In ihren Songs prangern die Kominas homophobe Koranprediger an, singen über Liebeskummer oder die Identitätsfindung von Migrantenkindern. Ihre Familien kommen aus Pakistan – daher auch der Bandname: Kamina bedeutet Halunke. Auch ihre Songs singen die Kominas nicht nur in Englisch, schließlich treten sie oft in Pakistan auf.
Shahjehan, The Kominas : "Pakistan ist ein schwieriges Land, die Sicherheitslage ist ziemlich schlecht. Das normale Leben ist für die meisten Leute schrecklich. Der Strom fällt oft aus.
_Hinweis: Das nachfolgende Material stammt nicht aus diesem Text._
//! Structured text documents
//!
//! DatoCMS delivers rich text as a DAST tree (`{"schema": "dast", "document": ...}`)
//! next to a list of embedded block records. [`ContentDocument`] is the flattened,
//! fully resolved form of that tree which the renderer consumes.

use serde::{Deserialize, Serialize};
use std::collections::HashMap;
use thiserror::Error;

/// GraphQL typename of the image block records embedded in post content
pub const IMAGE_BLOCK_TYPENAME: &str = "ImageBlockRecord";

/// Errors raised while resolving a DAST tree into a [`ContentDocument`]
#[derive(Debug, Error, PartialEq, Eq)]
pub enum ContentError {
    #[error("{node} node at position {index} is missing `{field}`")]
    MissingField {
        node: &'static str,
        index: usize,
        field: &'static str,
    },

    #[error("heading at position {index} has level {level}, expected 1-6")]
    InvalidHeadingLevel { index: usize, level: u64 },

    #[error("block at position {index} references unknown record `{item}`")]
    UnresolvedBlock { index: usize, item: String },
}

/// A semantic annotation on an inline span
#[derive(Debug, Clone, PartialEq, Eq, Hash, Serialize, Deserialize)]
#[serde(rename_all = "lowercase")]
pub enum Mark {
    Code,
    Strong,
    Emphasis,
    Underline,
    Strikethrough,
    Highlight,
    #[serde(other)]
    Other,
}

/// A run of text inside a paragraph or heading
#[derive(Debug, Clone, PartialEq, Eq)]
pub struct InlineSpan {
    pub value: String,
    pub marks: Vec<Mark>,
}

impl InlineSpan {
    /// Plain text span without marks
    pub fn plain(value: impl Into<String>) -> Self {
        Self {
            value: value.into(),
            marks: Vec::new(),
        }
    }

    /// Span carrying the `code` mark
    pub fn code(value: impl Into<String>) -> Self {
        Self {
            value: value.into(),
            marks: vec![Mark::Code],
        }
    }

    pub fn has_mark(&self, mark: &Mark) -> bool {
        self.marks.contains(mark)
    }
}

/// One structural unit of a document
#[derive(Debug, Clone, PartialEq, Eq)]
pub enum Block {
    Paragraph { children: Vec<InlineSpan> },
    Heading { level: u8, children: Vec<InlineSpan> },
    Image { id: String, url: String },
    Code { language: Option<String>, code: String },
    /// Any node type the renderer does not project (lists, blockquotes, ...)
    Unknown { kind: String },
}

/// An ordered sequence of blocks, consumed once per page render
#[derive(Debug, Clone, Default, PartialEq, Eq)]
pub struct ContentDocument {
    pub blocks: Vec<Block>,
}

impl ContentDocument {
    pub fn new(blocks: Vec<Block>) -> Self {
        Self { blocks }
    }

    pub fn len(&self) -> usize {
        self.blocks.len()
    }

    pub fn is_empty(&self) -> bool {
        self.blocks.is_empty()
    }

    /// Resolve a structured text field into a document
    pub fn from_structured_text(text: &StructuredText) -> Result<Self, ContentError> {
        let records: HashMap<&str, &BlockRecord> =
            text.blocks.iter().map(|b| (b.id.as_str(), b)).collect();

        let blocks = text
            .value
            .document
            .children
            .iter()
            .enumerate()
            .map(|(index, node)| resolve_block(index, node, &records))
            .collect::<Result<Vec<_>, _>>()?;

        Ok(Self { blocks })
    }
}

/// Structured text field as returned by the CMS (`content { value blocks }`)
#[derive(Debug, Clone, Default, Serialize, Deserialize)]
#[serde(default)]
pub struct StructuredText {
    pub value: DastValue,
    pub blocks: Vec<BlockRecord>,
}

/// The `value` of a structured text field
#[derive(Debug, Clone, Default, Serialize, Deserialize)]
#[serde(default)]
pub struct DastValue {
    pub schema: String,
    pub document: DastNode,
}

/// A raw DAST node; every attribute is optional so unknown node types still parse
#[derive(Debug, Clone, Default, Serialize, Deserialize)]
#[serde(default)]
pub struct DastNode {
    #[serde(rename = "type")]
    pub kind: String,
    #[serde(rename = "__typename", skip_serializing_if = "Option::is_none")]
    pub typename: Option<String>,
    #[serde(skip_serializing_if = "Vec::is_empty")]
    pub children: Vec<DastNode>,
    #[serde(skip_serializing_if = "Option::is_none")]
    pub value: Option<String>,
    #[serde(skip_serializing_if = "Vec::is_empty")]
    pub marks: Vec<Mark>,
    #[serde(skip_serializing_if = "Option::is_none")]
    pub level: Option<u64>,
    #[serde(skip_serializing_if = "Option::is_none")]
    pub language: Option<String>,
    #[serde(skip_serializing_if = "Option::is_none")]
    pub code: Option<String>,
    #[serde(skip_serializing_if = "Option::is_none")]
    pub item: Option<String>,
    #[serde(skip_serializing_if = "Option::is_none")]
    pub id: Option<String>,
    #[serde(skip_serializing_if = "Option::is_none")]
    pub image: Option<ImageRef>,
}

/// An embedded record from the `blocks` list
#[derive(Debug, Clone, Default, Serialize, Deserialize)]
#[serde(default)]
pub struct BlockRecord {
    #[serde(rename = "__typename")]
    pub typename: String,
    pub id: String,
    pub image: Option<ImageRef>,
}

/// `image { url }`
#[derive(Debug, Clone, Default, PartialEq, Eq, Serialize, Deserialize)]
pub struct ImageRef {
    pub url: String,
}

fn resolve_block(
    index: usize,
    node: &DastNode,
    records: &HashMap<&str, &BlockRecord>,
) -> Result<Block, ContentError> {
    if node.typename.as_deref() == Some(IMAGE_BLOCK_TYPENAME) {
        let url = node
            .image
            .as_ref()
            .map(|i| i.url.clone())
            .ok_or(ContentError::MissingField {
                node: "image",
                index,
                field: "image.url",
            })?;
        return Ok(Block::Image {
            id: node.id.clone().unwrap_or_default(),
            url,
        });
    }

    let block = match node.kind.as_str() {
        "paragraph" => Block::Paragraph {
            children: collect_spans(&node.children),
        },
        "code" => Block::Code {
            language: node.language.clone().filter(|l| !l.is_empty()),
            code: node.code.clone().ok_or(ContentError::MissingField {
                node: "code",
                index,
                field: "code",
            })?,
        },
        "block" => {
            let item = node.item.as_deref().ok_or(ContentError::MissingField {
                node: "block",
                index,
                field: "item",
            })?;
            let record = records
                .get(item)
                .ok_or_else(|| ContentError::UnresolvedBlock {
                    index,
                    item: item.to_string(),
                })?;
            match (&record.typename[..], &record.image) {
                (IMAGE_BLOCK_TYPENAME, Some(image)) => Block::Image {
                    id: record.id.clone(),
                    url: image.url.clone(),
                },
                (IMAGE_BLOCK_TYPENAME, None) => {
                    return Err(ContentError::MissingField {
                        node: "image",
                        index,
                        field: "image.url",
                    })
                }
                (other, _) => Block::Unknown {
                    kind: other.to_string(),
                },
            }
        }
        kind if kind.starts_with("heading") => {
            let level = node.level.ok_or(ContentError::MissingField {
                node: "heading",
                index,
                field: "level",
            })?;
            if !(1..=6).contains(&level) {
                return Err(ContentError::InvalidHeadingLevel { index, level });
            }
            Block::Heading {
                level: level as u8,
                children: collect_spans(&node.children),
            }
        }
        other => Block::Unknown {
            kind: other.to_string(),
        },
    };

    Ok(block)
}

/// Flatten inline nodes into spans; links and other wrappers keep their text
fn collect_spans(nodes: &[DastNode]) -> Vec<InlineSpan> {
    let mut spans = Vec::new();
    for node in nodes {
        match (node.kind.as_str(), &node.value) {
            ("span", Some(value)) => spans.push(InlineSpan {
                value: value.clone(),
                marks: node.marks.clone(),
            }),
            _ => spans.extend(collect_spans(&node.children)),
        }
    }
    spans
}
Weil es keine Bars oder Clubs
gibt, ist es schwierig eine Show zu spielen. Man muß einen Generator mieten, irgendein Regierungsarschloch zahlen, weil man eine Erlaubnis braucht. Westliche Rockmusik ist die Musik der reichen Elite. Bei unseren ersten Shows, kamen nur die rich kids. Also haben wir gesagt – Schluss damit! Beim nächsten Mal machen wir es so, wie wir wollen. Die Show war mitten in Lahore, neben einer riesigen Moschee. Ohne Probleme, es war toll!"
Michael Mohammed Knight, der Autor der Muslimpunkbibel The Taqwacores, und die Kominas sind enge Freunde.